_PROBLEM DESCRIPTION_: Only one stretch of the data below should be repeated: the lines from the line containing "pub const ENV_WORK_DIR: &str" through the line containing "let runtime = args", inclusive, exactly as they are.

_INPUT RECORDS_:

//! Run settings resolved from arguments and environment

use crate::cli::args::Args;
use crate::error::{CanoniError, Result};
use crate::image::Reference;
use crate::runtime::DEFAULT_RUNTIME;
use std::path::PathBuf;

pub const ENV_RUNTIME: &str = "CANONI_RUNTIME";
pub const ENV_WORK_DIR: &str = "CANONI_WORK_DIR";
pub const ENV_PRUNE: &str = "CANONI_PRUNE";
pub const ENV_VERBOSE: &str = "CANONI_VERBOSE";

/// Everything a run needs; command-line values win over environment values
#[derive(Debug, Clone, PartialEq)]
pub struct Settings {
    pub reference: Reference,
    pub runtime: String,
    pub work_dir: Option<PathBuf>,
    pub prune: bool,
    pub verbose: bool,
    pub quiet: bool,
}

impl Settings {
    /// Resolve settings, looking up unset options with `env`
    pub fn resolve<F>(args: &Args, env: F) -> Result<Self>
    where
        F: Fn(&str) -> Option<String>,
    {
        let reference = Reference::parse(&args.reference)?;

        let runtime = args
            .runtime
            .clone()
            .or_else(|| env(ENV_RUNTIME))
            .unwrap_or_else(|| DEFAULT_RUNTIME.to_string());

        let work_dir = args
            .work_dir
            .clone()
            .or_else(|| env(ENV_WORK_DIR).map(PathBuf::from));

        let settings = Self {
            reference,
            runtime,
            work_dir,
            prune: args.prune || env(ENV_PRUNE).is_some_and(|v| is_truthy(&v)),
            verbose: !args.quiet && (args.verbose || env(ENV_VERBOSE).is_some_and(|v| is_truthy(&v))),
            quiet: args.quiet,
        };
        settings.validate()?;
        Ok(settings)
    }

    pub fn validate(&self) -> Result<()> {
        if self.runtime.trim().is_empty() {
            return Err(CanoniError::Config(
                "Container runtime command cannot be empty".to_string(),
            ));
        }

        if let Some(dir) = &self.work_dir {
            if !dir.is_dir() {
                return Err(CanoniError::Config(format!(
                    "Working directory root does not exist or is not a directory: {}",
                    dir.display()
                )));
            }
        }

        Ok(())
    }
}

fn is_truthy(value: &str) -> bool {
    matches!(
        value.trim().to_ascii_lowercase().as_str(),
        "1" | "true" | "yes" | "on"
    )
}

_TASK RESPONSE_:
pub const ENV_WORK_DIR: &str = "CANONI_WORK_DIR";
pub const ENV_PRUNE: &str = "CANONI_PRUNE";
pub const ENV_VERBOSE: &str = "CANONI_VERBOSE";

/// Everything a run needs; command-line values win over environment values
#[derive(Debug, Clone, PartialEq)]
pub struct Settings {
    pub reference: Reference,
    pub runtime: String,
    pub work_dir: Option<PathBuf>,
    pub prune: bool,
    pub verbose: bool,
    pub quiet: bool,
}

impl Settings {
    /// Resolve settings, looking up unset options with `env`
    pub fn resolve<F>(args: &Args, env: F) -> Result<Self>
    where
        F: Fn(&str) -> Option<String>,
    {
        let reference = Reference::parse(&args.reference)?;

        let runtime = args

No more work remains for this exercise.